> _TASK REQUIREMENTS_:
Each line of the records that holds the word "serde" should be copied out.

*** RECORDS PROVIDED Section Begins ***

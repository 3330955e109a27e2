//! # Commit Writer
//!
//! Copies the generated center tile into the persisted world. This is the
//! only code that writes to the world, and it runs only after every stage
//! succeeded.
//!
//! Every one of the 16 sections is written. An absent section is written as
//! sixteen layers of filler, so whatever the world held at that height is
//! cleared. Positions are computed from the tile origin; storage is read
//! with the local (`& 15`) coordinate of each absolute position.

use serde::{Deserialize, Serialize};

use rechunk_core::{
    local_coordinate, Section, TileCoord, TileVoxels, Voxel, VoxelPos, WritableWorld,
    SECTIONS_PER_TILE, SECTION_SIZE, TILE_SIZE, VOXELS_PER_TILE,
};

use crate::error::RegenResult;

/// How the center tile is written back.
#[derive(Clone, Copy, Debug, Default, PartialEq, Eq, Hash, Serialize, Deserialize)]
#[serde(rename_all = "snake_case")]
pub enum CommitMode {
    /// Materialise the whole tile, then swap it in with one
    /// `replace_tile` call. A refused commit leaves the world untouched.
    #[default]
    Atomic,
    /// One `set_voxel` per voxel. A refused write stops the commit and
    /// earlier writes stay in place.
    BestEffort,
}

/// Outcome of a successful commit.
#[derive(Clone, Copy, Debug, PartialEq, Eq)]
pub struct CommitReport {
    /// Target tile.
    pub tile: TileCoord,
    /// Voxel states written (always the full tile on success).
    pub voxels_written: usize,
    /// Sections that were absent and written as filler.
    pub absent_sections: usize,
    /// Mode used.
    pub mode: CommitMode,
}

/// Writes one generated tile into a persisted world.
#[derive(Clone, Copy, Debug, Default)]
pub struct CommitWriter {
    mode: CommitMode,
}

impl CommitWriter {
    /// Creates a writer using `mode`.
    #[must_use]
    pub const fn new(mode: CommitMode) -> Self {
        Self { mode }
    }

    /// Mode of this writer.
    #[must_use]
    pub const fn mode(&self) -> CommitMode {
        self.mode
    }

    /// Writes `voxels` as tile `coord` of `world`.
    ///
    /// # Errors
    ///
    /// Returns `RegenError::Commit` with the world's reason if a write is
    /// refused.
    pub fn commit(
        &self,
        world: &dyn WritableWorld,
        coord: TileCoord,
        voxels: &TileVoxels,
    ) -> RegenResult<CommitReport> {
        let absent_sections = voxels.sections().iter().filter(|s| s.is_absent()).count();

        match self.mode {
            CommitMode::Atomic => {
                world.replace_tile(coord, materialise(coord, voxels))?;
            }
            CommitMode::BestEffort => {
                for (pos, voxel) in tile_writes(coord, voxels) {
                    world.set_voxel(pos, voxel)?;
                }
            }
        }

        tracing::debug!(
            tile = %coord,
            mode = ?self.mode,
            absent_sections,
            "Tile committed"
        );
        Ok(CommitReport {
            tile: coord,
            voxels_written: VOXELS_PER_TILE,
            absent_sections,
            mode: self.mode,
        })
    }
}

/// Every `(absolute position, state)` pair the commit writes, section by
/// section, then Y, Z, X.
pub fn tile_writes(
    coord: TileCoord,
    voxels: &TileVoxels,
) -> impl Iterator<Item = (VoxelPos, Voxel)> + '_ {
    let (min_x, min_z) = (coord.min_voxel_x(), coord.min_voxel_z());
    (0..SECTIONS_PER_TILE).flat_map(move |index| {
        let section = voxels.section(index);
        let base_y = Section::y_offset(index);
        (0..SECTION_SIZE as i32).flat_map(move |dy| {
            (0..TILE_SIZE as i32).flat_map(move |dz| {
                (0..TILE_SIZE as i32).map(move |dx| {
                    let pos = VoxelPos::new(min_x + dx, base_y + dy, min_z + dz);
                    (pos, section_state(section, pos))
                })
            })
        })
    })
}

/// State an absolute position takes from its section.
fn section_state(section: &Section, pos: VoxelPos) -> Voxel {
    match section {
        Section::Absent => Voxel::FILLER,
        Section::Present(data) => data.get(
            local_coordinate(pos.x),
            local_coordinate(pos.y),
            local_coordinate(pos.z),
        ),
    }
}

/// Builds the complete replacement tile, absent sections included.
fn materialise(coord: TileCoord, voxels: &TileVoxels) -> TileVoxels {
    let mut out = TileVoxels::new();
    for (pos, voxel) in tile_writes(coord, voxels) {
        out.set(local_coordinate(pos.x), pos.y, local_coordinate(pos.z), voxel);
    }
    out
}
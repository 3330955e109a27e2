//! Benchmark for individual generation stages over a full scratch grid.
//!
//! Run with: cargo bench --package rechunk_procedural --bench stage_benchmark

use std::sync::Arc;

use criterion::{black_box, criterion_group, criterion_main, Criterion};
use rechunk_core::{ScratchGrid, TileCoord};
use rechunk_procedural::{
    default_stages, BiomeClassifier, GenerationServices, GenerationStage, NoiseStage, WorldSeed,
};

fn benchmark_classifier(c: &mut Criterion) {
    let classifier = BiomeClassifier::new(WorldSeed::new(42));
    c.bench_function("classify_tile_columns", |b| {
        b.iter(|| {
            for x in 0..16 {
                for z in 0..16 {
                    black_box(classifier.classify(black_box(x), black_box(z)));
                }
            }
        });
    });
}

fn benchmark_stages(c: &mut Criterion) {
    let runtime = tokio::runtime::Builder::new_current_thread()
        .build()
        .expect("runtime");
    let services = Arc::new(GenerationServices::new(WorldSeed::new(42)));

    let mut group = c.benchmark_group("stages");
    group.sample_size(10);

    group.bench_function("noise_17x17", |b| {
        b.iter(|| {
            let grid = ScratchGrid::build(TileCoord::new(0, 0));
            runtime
                .block_on(NoiseStage.run(grid, services.clone()))
                .expect("noise stage")
        });
    });

    group.bench_function("all_stages_17x17", |b| {
        let stages = default_stages();
        b.iter(|| {
            let mut grid = ScratchGrid::build(TileCoord::new(3, 3));
            for stage in &stages {
                grid = runtime
                    .block_on(stage.run(grid, services.clone()))
                    .expect("stage");
            }
            black_box(grid.into_center())
        });
    });

    group.finish();
}

criterion_group!(benches, benchmark_classifier, benchmark_stages);
criterion_main!(benches);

*** RECORDS PROVIDED Section Ends ***

> _TASK RESPONSE_:
use serde::{Deserialize, Serialize};
#[serde(rename_all = "snake_case")]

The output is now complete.